TASK DETAILS:
Start at the first line of the listing below. Write out each line exactly, stopping after the one that contains "21).unwrap().and_hms_opt(14, 30, 45).unwrap()".

[WORKING DATA Boundary: Start]

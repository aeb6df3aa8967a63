use std::fmt;
use std::str::FromStr;

use chrono::NaiveDateTime;

use super::exporterror::ExportError;

#[derive(Debug, PartialEq, Eq, Clone, Copy)]
pub enum CalendarTarget {
    Gmail,
    Outlook
}

impl CalendarTarget {
    pub fn as_str(&self) -> &'static str {
        match self {
            CalendarTarget::Gmail => "gmail",
            CalendarTarget::Outlook => "outlook"
        }
    }
}

impl fmt::Display for CalendarTarget {
    fn fmt(&self, f: &mut fmt::Formatter<'_>) -> fmt::Result {
        f.write_str(self.as_str())
    }
}

impl FromStr for CalendarTarget {
    type Err = ExportError;

    fn from_str(s: &str) -> Result<Self, Self::Err> {
        match s.trim().to_ascii_lowercase().as_str() {
            "gmail" => Ok(CalendarTarget::Gmail),
            "outlook" => Ok(CalendarTarget::Outlook),
            _ => Err(ExportError::UnknownTarget(s.to_owned()))
        }
    }
}

#[derive(Debug, PartialEq, Eq, Clone, Copy)]
pub enum ExportKind {
    DaysOffPdf,
    HolidayListPdf,
    ICalendar(CalendarTarget)
}

impl ExportKind {
    pub fn extension(&self) -> &'static str {
        match self {
            ExportKind::DaysOffPdf | ExportKind::HolidayListPdf => "pdf",
            ExportKind::ICalendar(_) => "ics"
        }
    }

    /// `your_days_off_in_2024-saved_21-12-2024_14_30_45.pdf`
    ///
    /// The save time uses `_` between fields so the name is valid on every
    /// file system.
    pub fn file_name(&self, year: i32, saved_at: NaiveDateTime) -> String {
        let stem = match self {
            ExportKind::DaysOffPdf => format!("your_days_off_in_{}", year),
            ExportKind::HolidayListPdf => format!("all_holidays_in_{}", year),
            ExportKind::ICalendar(target) => format!("{}-your_days_off_in_{}", target, year)
        };
        format!(
            "{}-saved_{}.{}",
            stem,
            saved_at.format("%d-%m-%Y_%H_%M_%S"),
            self.extension()
        )
    }
}

#[cfg(test)]
mod tests {
    use chrono::NaiveDate;

    use super::*;

    fn saved_at() -> NaiveDateTime {
        NaiveDate::from_ymd_opt(2024, 12, 21).unwrap().and_hms_opt(14, 30, 45).unwrap()
    }

    #[test]
    fn pdf_names() {
        assert_eq!(
            ExportKind::DaysOffPdf.file_name(2024, saved_at()),
            "your_days_off_in_2024-saved_21-12-2024_14_30_45.pdf"
        );
        assert_eq!(
            ExportKind::HolidayListPdf.file_name(2025, saved_at()),
            "all_holidays_in_2025-saved_21-12-2024_14_30_45.pdf"
        );
    }

    #[test]
    fn icalendar_names() {
        assert_eq!(
            ExportKind::ICalendar(CalendarTarget::Gmail).file_name(2024, saved_at()),
            "gmail-your_days_off_in_2024-saved_21-12-2024_14_30_45.ics"
        );
        assert_eq!(ExportKind::ICalendar(CalendarTarget::Outlook).extension(), "ics");
    }

    #[test]
    fn parses_targets() {
        assert_eq!("Gmail".parse::<CalendarTarget>().unwrap(), CalendarTarget::Gmail);
        assert_eq!("outlook".parse::<CalendarTarget>().unwrap(), CalendarTarget::Outlook);
        assert!(matches!("yahoo".parse::<CalendarTarget>(), Err(ExportError::UnknownTarget(_))));
    }
}
//! Runtime strings and runtime totals.
//!
//! The catalog records runtimes as free text: `"N/A"` when unknown, otherwise something like
//! `"45 min"`. [`Runtime`] turns those into minutes and [`RuntimeBreakdown`] splits a total into
//! days, hours and minutes for display.

use super::*;

lazy_static! {
  /// Everything that isn't an ASCII digit.
  static ref NON_DIGITS: Regex = Regex::new(r"[^0-9]").unwrap();
}

/// Catalog marker for an unknown runtime.
pub const UNAVAILABLE: &str = "N/A";

/// Minutes per day.
const MINUTES_PER_DAY: u64 = 1440;
/// Minutes per hour.
const MINUTES_PER_HOUR: u64 = 60;

/// A parsed catalog runtime.
#[derive(Debug, Clone, Copy, PartialEq, Eq)]
pub enum Runtime {
  /// The catalog has no runtime for this item.
  Unavailable,
  /// A known runtime.
  Minutes(u32),
}

impl Runtime {
  /// Minutes this runtime contributes to a total. Unavailable runtimes contribute nothing.
  pub fn minutes(self) -> u32 {
    match self {
      Runtime::Unavailable => 0,
      Runtime::Minutes(minutes) => minutes,
    }
  }
}

impl FromStr for Runtime {
  type Err = TrekError;

  /// Strips every non-digit and reads what's left as minutes, so `"45 min"` is 45.
  ///
  /// `"N/A"` is [`Runtime::Unavailable`]. A string with no digits at all is malformed.
  fn from_str(s: &str) -> Result<Self> {
    if s.trim() == UNAVAILABLE {
      return Ok(Runtime::Unavailable);
    }
    let digits = NON_DIGITS.replace_all(s, "");
    if digits.is_empty() {
      return Err(TrekError::MalformedRuntime(s.to_string()));
    }
    digits.parse().map(Runtime::Minutes).map_err(|_| TrekError::MalformedRuntime(s.to_string()))
  }
}

/// A minute total split into whole days, hours and minutes.
#[derive(Debug, Clone, Copy, PartialEq, Eq, Default)]
pub struct RuntimeBreakdown {
  /// Whole days.
  pub days:    u64,
  /// Whole hours left after the days.
  pub hours:   u64,
  /// Minutes left after the hours.
  pub minutes: u64,
}

impl Display for RuntimeBreakdown {
  fn fmt(&self, f: &mut std::fmt::Formatter<'_>) -> std::fmt::Result {
    write!(f, "{} days, {} hours, {} minutes", self.days, self.hours, self.minutes)
  }
}

/// Splits `total_minutes` into days, hours and minutes, flooring at each step.
///
/// ```
/// use treklist::runtime::{format_runtime, RuntimeBreakdown};
///
/// assert_eq!(format_runtime(1500), RuntimeBreakdown { days: 1, hours: 1, minutes: 0 });
/// ```
pub fn format_runtime(total_minutes: u64) -> RuntimeBreakdown {
  let days = total_minutes / MINUTES_PER_DAY;
  let rest = total_minutes % MINUTES_PER_DAY;
  RuntimeBreakdown { days, hours: rest / MINUTES_PER_HOUR, minutes: rest % MINUTES_PER_HOUR }
}
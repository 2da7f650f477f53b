//! Module for listing the catalog.

use console::style;

use super::*;

/// Function for the [`Commands::Series`] in the CLI.
pub fn series<I: UserInteraction>(interaction: &I, session: &Session) -> Result<()> {
  let listings = session.catalog().series();
  for (index, listing) in listings.iter().enumerate() {
    let series = &listing.series;
    interaction.reply(ResponseContent::Line(&format!(
      "{} {:<4} {} ({}, {} seasons, {} episodes)",
      item_prefix(index, listings.len()),
      style(&series.abbreviation).cyan().bold(),
      series.title,
      series.year,
      series.total_seasons,
      listing.episodes.len()
    )))?;
  }
  Ok(())
}

/// Function for the [`Commands::Episodes`] in the CLI.
pub fn episodes<I: UserInteraction>(
  interaction: &I,
  session: &Session,
  abbreviation: &str,
) -> Result<()> {
  let Some(listing) = session.catalog().series_by_abbreviation(abbreviation) else {
    interaction.reply(ResponseContent::Warning(&format!("No series abbreviated {abbreviation:?}")))?;
    return Ok(());
  };

  let hide_watched = session.settings().display.hide_watched;
  let mut rows = Vec::new();
  for episode in &listing.episodes {
    let (watched, last) = row_state(session, &episode.imdb_id)?;
    if hide_watched && watched == Some(true) {
      continue;
    }
    rows.push(format!(
      "{} {} {:<40} {:>8}  {}  {}",
      row_mark(watched),
      style(episode.code()).cyan(),
      episode.title,
      episode.runtime,
      last,
      style(&episode.imdb_id).dim()
    ));
  }

  interaction.reply(ResponseContent::Info(&format!(
    "{} ({} of {} episodes shown)",
    listing.series.title,
    rows.len(),
    listing.episodes.len()
  )))?;
  for (index, row) in rows.iter().enumerate() {
    interaction.reply(ResponseContent::Line(&format!("{} {row}", item_prefix(index, rows.len()))))?;
  }
  Ok(())
}

/// Function for the [`Commands::Movies`] in the CLI.
pub fn movies<I: UserInteraction>(interaction: &I, session: &Session) -> Result<()> {
  let hide_watched = session.settings().display.hide_watched;
  let mut rows = Vec::new();
  for movie in session.catalog().movies() {
    let (watched, last) = row_state(session, &movie.imdb_id)?;
    if hide_watched && watched == Some(true) {
      continue;
    }
    rows.push(format!(
      "{} {:<45} {:<12} {:>8}  {}  {}",
      row_mark(watched),
      movie.title,
      movie.released,
      movie.runtime,
      last,
      style(&movie.imdb_id).dim()
    ));
  }

  for (index, row) in rows.iter().enumerate() {
    interaction.reply(ResponseContent::Line(&format!("{} {row}", item_prefix(index, rows.len()))))?;
  }
  Ok(())
}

[WORKING DATA Boundary: End]

EXERCISE SOLUTION:
repository aeb6df3aa8967a63
use std::fmt;
use std::str::FromStr;

use chrono::NaiveDateTime;

use super::exporterror::ExportError;

#[derive(Debug, PartialEq, Eq, Clone, Copy)]
pub enum CalendarTarget {
    Gmail,
    Outlook
}

impl CalendarTarget {
    pub fn as_str(&self) -> &'static str {
        match self {
            CalendarTarget::Gmail => "gmail",
            CalendarTarget::Outlook => "outlook"
        }
    }
}

impl fmt::Display for CalendarTarget {
    fn fmt(&self, f: &mut fmt::Formatter<'_>) -> fmt::Result {
        f.write_str(self.as_str())
    }
}

impl FromStr for CalendarTarget {
    type Err = ExportError;

    fn from_str(s: &str) -> Result<Self, Self::Err> {
        match s.trim().to_ascii_lowercase().as_str() {
            "gmail" => Ok(CalendarTarget::Gmail),
            "outlook" => Ok(CalendarTarget::Outlook),
            _ => Err(ExportError::UnknownTarget(s.to_owned()))
        }
    }
}

#[derive(Debug, PartialEq, Eq, Clone, Copy)]
pub enum ExportKind {
    DaysOffPdf,
    HolidayListPdf,
    ICalendar(CalendarTarget)
}

impl ExportKind {
    pub fn extension(&self) -> &'static str {
        match self {
            ExportKind::DaysOffPdf | ExportKind::HolidayListPdf => "pdf",
            ExportKind::ICalendar(_) => "ics"
        }
    }

    /// `your_days_off_in_2024-saved_21-12-2024_14_30_45.pdf`
    ///
    /// The save time uses `_` between fields so the name is valid on every
    /// file system.
    pub fn file_name(&self, year: i32, saved_at: NaiveDateTime) -> String {
        let stem = match self {
            ExportKind::DaysOffPdf => format!("your_days_off_in_{}", year),
            ExportKind::HolidayListPdf => format!("all_holidays_in_{}", year),
            ExportKind::ICalendar(target) => format!("{}-your_days_off_in_{}", target, year)
        };
        format!(
            "{}-saved_{}.{}",
            stem,
            saved_at.format("%d-%m-%Y_%H_%M_%S"),
            self.extension()
        )
    }
}

#[cfg(test)]
mod tests {
    use chrono::NaiveDate;

    use super::*;

    fn saved_at() -> NaiveDateTime {
        NaiveDate::from_ymd_opt(2024, 12, 21).unwrap().and_hms_opt(14, 30, 45).unwrap()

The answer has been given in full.